**Exercise directions**. When you reach the line in the listing below that contains "#[derive(Debug, Clone, Copy, PartialEq, Eq)]", begin returning lines exactly as written, and stop after the line that contains "it was given.". Return no other lines.

**Available records**.
______________________________

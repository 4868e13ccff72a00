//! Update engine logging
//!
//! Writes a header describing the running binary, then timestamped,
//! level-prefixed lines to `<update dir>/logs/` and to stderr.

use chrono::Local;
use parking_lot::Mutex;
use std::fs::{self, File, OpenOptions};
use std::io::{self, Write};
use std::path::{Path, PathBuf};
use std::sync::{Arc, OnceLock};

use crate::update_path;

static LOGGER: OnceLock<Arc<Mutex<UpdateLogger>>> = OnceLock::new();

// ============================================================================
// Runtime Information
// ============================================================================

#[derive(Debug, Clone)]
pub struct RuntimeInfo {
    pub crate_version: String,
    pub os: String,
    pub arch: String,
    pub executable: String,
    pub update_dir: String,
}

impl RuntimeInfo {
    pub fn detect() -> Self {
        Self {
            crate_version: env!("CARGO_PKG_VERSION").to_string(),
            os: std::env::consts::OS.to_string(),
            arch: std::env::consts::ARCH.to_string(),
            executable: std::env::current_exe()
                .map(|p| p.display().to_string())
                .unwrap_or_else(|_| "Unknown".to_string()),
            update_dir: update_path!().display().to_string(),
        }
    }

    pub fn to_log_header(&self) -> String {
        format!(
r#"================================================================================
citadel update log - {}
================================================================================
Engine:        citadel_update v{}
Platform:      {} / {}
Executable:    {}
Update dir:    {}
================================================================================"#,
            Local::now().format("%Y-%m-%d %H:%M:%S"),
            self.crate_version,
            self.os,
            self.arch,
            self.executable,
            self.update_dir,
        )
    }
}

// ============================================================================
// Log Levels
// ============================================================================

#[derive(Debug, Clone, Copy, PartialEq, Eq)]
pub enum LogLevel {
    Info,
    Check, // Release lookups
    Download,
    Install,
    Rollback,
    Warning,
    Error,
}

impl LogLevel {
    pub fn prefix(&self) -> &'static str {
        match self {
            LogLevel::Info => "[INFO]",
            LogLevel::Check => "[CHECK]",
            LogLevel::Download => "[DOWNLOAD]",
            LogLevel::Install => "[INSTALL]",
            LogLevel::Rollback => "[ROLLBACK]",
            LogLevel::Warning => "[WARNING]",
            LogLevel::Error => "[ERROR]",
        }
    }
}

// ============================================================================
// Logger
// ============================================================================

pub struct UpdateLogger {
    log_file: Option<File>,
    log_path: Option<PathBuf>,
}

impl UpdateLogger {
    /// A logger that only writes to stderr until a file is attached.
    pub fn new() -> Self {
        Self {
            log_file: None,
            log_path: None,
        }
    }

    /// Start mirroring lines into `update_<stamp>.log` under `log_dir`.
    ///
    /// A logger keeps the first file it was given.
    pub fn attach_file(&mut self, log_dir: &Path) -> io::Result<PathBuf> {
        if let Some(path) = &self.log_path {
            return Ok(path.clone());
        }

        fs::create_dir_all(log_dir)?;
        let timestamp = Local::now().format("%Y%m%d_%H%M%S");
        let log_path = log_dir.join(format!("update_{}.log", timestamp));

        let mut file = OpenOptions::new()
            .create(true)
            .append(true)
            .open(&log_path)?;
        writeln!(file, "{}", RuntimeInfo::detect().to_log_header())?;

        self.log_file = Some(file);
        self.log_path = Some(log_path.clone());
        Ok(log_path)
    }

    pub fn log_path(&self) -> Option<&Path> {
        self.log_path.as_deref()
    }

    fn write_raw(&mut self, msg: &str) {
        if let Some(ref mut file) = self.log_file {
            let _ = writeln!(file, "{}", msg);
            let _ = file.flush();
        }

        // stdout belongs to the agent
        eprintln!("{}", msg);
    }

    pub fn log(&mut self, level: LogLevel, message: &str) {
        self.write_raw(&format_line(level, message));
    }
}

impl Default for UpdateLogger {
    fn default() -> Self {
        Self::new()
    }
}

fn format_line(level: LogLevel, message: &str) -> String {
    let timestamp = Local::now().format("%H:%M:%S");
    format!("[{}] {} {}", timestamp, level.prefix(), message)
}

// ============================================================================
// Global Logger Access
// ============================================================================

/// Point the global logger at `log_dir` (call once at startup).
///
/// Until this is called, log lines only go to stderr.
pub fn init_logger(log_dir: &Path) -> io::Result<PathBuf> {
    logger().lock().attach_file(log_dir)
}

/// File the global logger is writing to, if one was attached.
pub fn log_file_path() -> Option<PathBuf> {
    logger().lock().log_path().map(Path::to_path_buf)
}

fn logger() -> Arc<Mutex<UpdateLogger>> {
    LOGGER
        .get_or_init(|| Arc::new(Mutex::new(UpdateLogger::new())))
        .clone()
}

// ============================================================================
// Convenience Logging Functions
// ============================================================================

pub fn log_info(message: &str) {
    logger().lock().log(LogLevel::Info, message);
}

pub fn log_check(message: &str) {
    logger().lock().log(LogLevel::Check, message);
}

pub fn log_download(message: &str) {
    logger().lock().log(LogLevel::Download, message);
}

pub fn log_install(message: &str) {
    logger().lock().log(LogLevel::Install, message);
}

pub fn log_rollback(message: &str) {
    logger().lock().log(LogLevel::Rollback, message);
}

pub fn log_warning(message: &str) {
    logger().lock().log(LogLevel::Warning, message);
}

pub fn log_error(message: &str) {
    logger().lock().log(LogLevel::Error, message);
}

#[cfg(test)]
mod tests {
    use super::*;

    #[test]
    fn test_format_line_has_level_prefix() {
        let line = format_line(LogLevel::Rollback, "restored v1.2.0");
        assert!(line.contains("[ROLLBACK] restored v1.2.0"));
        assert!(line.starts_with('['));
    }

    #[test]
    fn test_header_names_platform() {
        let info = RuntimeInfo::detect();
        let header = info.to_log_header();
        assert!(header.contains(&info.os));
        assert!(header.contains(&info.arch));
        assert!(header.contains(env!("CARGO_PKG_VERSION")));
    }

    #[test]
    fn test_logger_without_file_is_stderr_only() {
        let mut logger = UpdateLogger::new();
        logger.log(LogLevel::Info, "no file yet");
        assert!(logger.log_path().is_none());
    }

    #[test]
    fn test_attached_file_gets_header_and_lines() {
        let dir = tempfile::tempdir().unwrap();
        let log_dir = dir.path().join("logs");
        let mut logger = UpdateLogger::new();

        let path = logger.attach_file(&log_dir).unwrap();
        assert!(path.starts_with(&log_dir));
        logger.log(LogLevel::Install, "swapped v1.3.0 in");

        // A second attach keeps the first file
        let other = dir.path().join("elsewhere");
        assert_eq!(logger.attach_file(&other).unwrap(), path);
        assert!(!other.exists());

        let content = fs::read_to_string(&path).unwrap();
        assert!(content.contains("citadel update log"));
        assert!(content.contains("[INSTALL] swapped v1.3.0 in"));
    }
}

______________________________

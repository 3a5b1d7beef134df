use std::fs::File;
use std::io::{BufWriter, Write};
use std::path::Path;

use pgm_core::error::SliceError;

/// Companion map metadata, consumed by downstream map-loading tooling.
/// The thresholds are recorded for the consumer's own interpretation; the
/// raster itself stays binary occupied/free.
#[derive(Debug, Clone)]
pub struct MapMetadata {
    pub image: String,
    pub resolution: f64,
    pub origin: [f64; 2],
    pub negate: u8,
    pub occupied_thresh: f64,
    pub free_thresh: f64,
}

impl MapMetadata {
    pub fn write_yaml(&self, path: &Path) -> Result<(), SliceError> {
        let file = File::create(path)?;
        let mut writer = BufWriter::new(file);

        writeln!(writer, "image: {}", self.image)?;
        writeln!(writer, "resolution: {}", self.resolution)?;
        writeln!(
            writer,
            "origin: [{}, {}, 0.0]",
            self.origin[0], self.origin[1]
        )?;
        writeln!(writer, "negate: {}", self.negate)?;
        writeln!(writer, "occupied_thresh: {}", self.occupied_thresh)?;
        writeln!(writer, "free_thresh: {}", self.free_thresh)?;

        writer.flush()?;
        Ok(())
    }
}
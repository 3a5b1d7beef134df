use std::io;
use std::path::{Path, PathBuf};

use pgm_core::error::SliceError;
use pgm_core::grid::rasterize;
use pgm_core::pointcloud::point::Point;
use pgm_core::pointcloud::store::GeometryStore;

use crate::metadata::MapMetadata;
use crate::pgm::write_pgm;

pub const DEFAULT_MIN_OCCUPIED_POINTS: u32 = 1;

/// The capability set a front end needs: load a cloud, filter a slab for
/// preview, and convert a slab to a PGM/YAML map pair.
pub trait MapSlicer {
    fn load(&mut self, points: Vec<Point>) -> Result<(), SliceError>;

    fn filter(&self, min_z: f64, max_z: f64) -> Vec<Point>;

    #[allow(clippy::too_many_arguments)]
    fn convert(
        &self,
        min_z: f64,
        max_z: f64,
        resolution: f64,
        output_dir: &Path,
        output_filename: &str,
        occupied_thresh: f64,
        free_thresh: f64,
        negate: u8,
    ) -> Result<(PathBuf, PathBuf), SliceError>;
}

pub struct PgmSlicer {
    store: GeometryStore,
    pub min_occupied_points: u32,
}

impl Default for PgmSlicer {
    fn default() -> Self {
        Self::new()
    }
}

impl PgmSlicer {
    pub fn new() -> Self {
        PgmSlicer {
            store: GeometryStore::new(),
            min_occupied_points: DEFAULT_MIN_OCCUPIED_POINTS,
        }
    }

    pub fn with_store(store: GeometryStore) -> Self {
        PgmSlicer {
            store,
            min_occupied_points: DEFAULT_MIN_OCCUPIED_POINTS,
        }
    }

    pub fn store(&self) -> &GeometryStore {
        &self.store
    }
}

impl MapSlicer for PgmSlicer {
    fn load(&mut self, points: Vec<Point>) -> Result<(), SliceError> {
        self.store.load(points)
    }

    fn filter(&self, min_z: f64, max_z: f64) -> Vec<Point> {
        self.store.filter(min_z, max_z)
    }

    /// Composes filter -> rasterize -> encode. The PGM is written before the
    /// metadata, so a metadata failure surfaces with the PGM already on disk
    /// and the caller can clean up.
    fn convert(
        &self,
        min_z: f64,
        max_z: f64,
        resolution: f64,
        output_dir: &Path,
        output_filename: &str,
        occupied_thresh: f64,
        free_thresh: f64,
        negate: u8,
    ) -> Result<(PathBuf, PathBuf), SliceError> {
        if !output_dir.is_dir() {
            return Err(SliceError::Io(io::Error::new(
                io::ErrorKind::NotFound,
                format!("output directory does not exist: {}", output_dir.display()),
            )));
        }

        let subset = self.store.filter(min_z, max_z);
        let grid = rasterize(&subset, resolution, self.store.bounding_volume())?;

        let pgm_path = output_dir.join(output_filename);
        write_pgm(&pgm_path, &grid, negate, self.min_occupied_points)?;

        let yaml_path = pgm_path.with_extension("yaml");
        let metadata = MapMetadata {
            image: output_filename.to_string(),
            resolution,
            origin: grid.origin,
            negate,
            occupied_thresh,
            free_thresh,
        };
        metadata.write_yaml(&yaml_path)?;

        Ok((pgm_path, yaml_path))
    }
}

______________________________

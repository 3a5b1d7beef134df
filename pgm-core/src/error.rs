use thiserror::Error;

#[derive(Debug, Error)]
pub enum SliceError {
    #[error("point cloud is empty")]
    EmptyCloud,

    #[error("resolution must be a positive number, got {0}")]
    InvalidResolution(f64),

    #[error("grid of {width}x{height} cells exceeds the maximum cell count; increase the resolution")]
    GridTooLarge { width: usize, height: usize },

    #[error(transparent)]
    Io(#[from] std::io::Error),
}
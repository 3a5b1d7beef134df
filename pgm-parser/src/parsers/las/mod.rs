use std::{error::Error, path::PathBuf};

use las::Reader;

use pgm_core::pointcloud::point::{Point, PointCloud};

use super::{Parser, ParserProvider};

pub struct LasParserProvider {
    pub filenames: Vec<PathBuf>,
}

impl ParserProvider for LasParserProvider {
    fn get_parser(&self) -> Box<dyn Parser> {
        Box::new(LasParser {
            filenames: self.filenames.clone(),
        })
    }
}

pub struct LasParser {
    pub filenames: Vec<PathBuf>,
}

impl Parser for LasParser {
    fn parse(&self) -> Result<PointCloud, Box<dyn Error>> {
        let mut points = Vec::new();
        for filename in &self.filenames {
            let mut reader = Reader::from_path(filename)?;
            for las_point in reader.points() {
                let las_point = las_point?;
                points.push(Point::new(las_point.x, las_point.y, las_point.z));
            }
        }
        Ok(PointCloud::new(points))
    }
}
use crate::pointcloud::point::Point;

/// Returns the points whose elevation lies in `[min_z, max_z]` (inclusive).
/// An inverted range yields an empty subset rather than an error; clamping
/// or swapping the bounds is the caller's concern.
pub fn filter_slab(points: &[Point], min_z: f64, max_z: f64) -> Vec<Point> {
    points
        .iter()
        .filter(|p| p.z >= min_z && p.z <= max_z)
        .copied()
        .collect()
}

______________________________

**Task solution**.
#[derive(Debug, Clone, Copy, PartialEq, Eq)]
pub enum LogLevel {
    Info,
    Check, // Release lookups
    Download,
    Install,
    Rollback,
    Warning,
    Error,
}

impl LogLevel {
    pub fn prefix(&self) -> &'static str {
        match self {
            LogLevel::Info => "[INFO]",
            LogLevel::Check => "[CHECK]",
            LogLevel::Download => "[DOWNLOAD]",
            LogLevel::Install => "[INSTALL]",
            LogLevel::Rollback => "[ROLLBACK]",
            LogLevel::Warning => "[WARNING]",
            LogLevel::Error => "[ERROR]",
        }
    }
}

// ============================================================================
// Logger
// ============================================================================

pub struct UpdateLogger {
    log_file: Option<File>,
    log_path: Option<PathBuf>,
}

impl UpdateLogger {
    /// A logger that only writes to stderr until a file is attached.
    pub fn new() -> Self {
        Self {
            log_file: None,
            log_path: None,
        }
    }

    /// Start mirroring lines into `update_<stamp>.log` under `log_dir`.
    ///
    /// A logger keeps the first file it was given.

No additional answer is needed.